Computer Science BS
The Computer Science curriculum is designed to accommodate students who want professional preparation in computer science but do not necessarily have a strong interest in computer systems hardware. The curriculum consists of components in computer science, a minor or technical support area, and a core of courses from the social sciences, life sciences, and humanities. Within the curriculum, students study subject matter in software engineering, principles of programming languages, data structures, computer architecture, theory of computation and formal languages, operating systems, distributed systems, computer modeling, computer networks, compiler construction, and artificial intelligence. Majors are prepared for employment in a wide range of industrial and business environments.
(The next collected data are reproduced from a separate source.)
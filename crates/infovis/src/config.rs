//! Construction options for tables and trees.

/// Configuration for a [`Table`](crate::Table) or [`Tree`](crate::Tree).
///
/// # Example
///
/// ```
/// use infovis::{Table, TableConfig};
///
/// let table = Table::with_config(
///     TableConfig::new()
///         .with_name("measurements")
///         .with_row_capacity(1024),
/// );
/// assert_eq!(table.name(), "measurements");
/// ```
#[derive(Debug, Clone, PartialEq, Eq)]
pub struct TableConfig {
    /// Table name, informational only.
    pub name: String,
    /// Rows reserved up front in the row set.
    pub row_capacity: usize,
    /// Whether `add_row` reuses indices freed by `remove_row`.
    ///
    /// When `false` every new row is appended, so indices grow
    /// monotonically.
    pub reuse_free_rows: bool,
}

impl Default for TableConfig {
    fn default() -> Self {
        Self {
            name: String::new(),
            row_capacity: 0,
            reuse_free_rows: true,
        }
    }
}

impl TableConfig {
    /// Default configuration.
    pub fn new() -> Self {
        Self::default()
    }

    /// Set the table name.
    pub fn with_name(mut self, name: impl Into<String>) -> Self {
        self.name = name.into();
        self
    }

    /// Reserve room for `capacity` rows.
    pub fn with_row_capacity(mut self, capacity: usize) -> Self {
        self.row_capacity = capacity;
        self
    }

    /// Enable or disable reuse of freed row indices.
    pub fn with_reuse_free_rows(mut self, reuse: bool) -> Self {
        self.reuse_free_rows = reuse;
        self
    }
}

#[cfg(test)]
mod tests {
    use super::*;

    #[test]
    fn test_defaults() {
        let config = TableConfig::default();
        assert!(config.name.is_empty());
        assert!(config.reuse_free_rows);
        assert_eq!(config.row_capacity, 0);
    }

    #[test]
    fn test_builder() {
        let config = TableConfig::new()
            .with_name("t")
            .with_row_capacity(8)
            .with_reuse_free_rows(false);
        assert_eq!(config.name, "t");
        assert_eq!(config.row_capacity, 8);
        assert!(!config.reuse_free_rows);
    }
}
The Computer Science major has the following learning outcomes:
- Application of basic mathematical and scientific concepts that underlie the modern field
- Design of a software or digital hardware system, component, or process to meet desired needs within realistic constraints
- Function productively with others on a team, including those with different specialties within the field
- Identification, formulation, and solution of computer software- and hardware-related engineering problems
- Effective communication
Preparation for the Major
Required: Computer Science 1, 31, 32, 33, 35L, M51A; Mathematics 31A, 31B, 32A, 32B, 33A, 33B, 61; Physics 1A, 1B, 1C, and 4AL or 4BL.
Required: Computer Science 111, 118, 131, M151B, M152A, 180, 181; one course from Civil and Environmental Engineering 110, Electrical and Computer Engineering 131A, Mathematics 170A, or Statistics 100A; one capstone software engineering or design course from Computer Science 130 or 152B; 20 units of elective courses selected from Computer Science 100 through CM187; 12 units of science and technology courses (not used to satisfy other requirements) that may include 12 units of upper-division computer science courses or 12 units of courses selected from an approved list available in the Office of Academic and Student Affairs; and 12 units of technical breadth courses selected from an approved list available in the Office of Academic and Student Affairs.
Students must take at least one course from Computer Science 130 or 132. Computer Science 130 or 152B may be applied as an elective only if it is not taken as the capstone course. Credit is not allowed for both Computer Science 170A and Electrical and Computer Engineering 133A unless at least one of them is applied as part of the science and technology requirement or as part of the technical breadth area. Four units of either Computer Science 194 or 199 may be applied as an elective by petition.
For information on UC, school, and general education requirements, see the College and Schools chapter.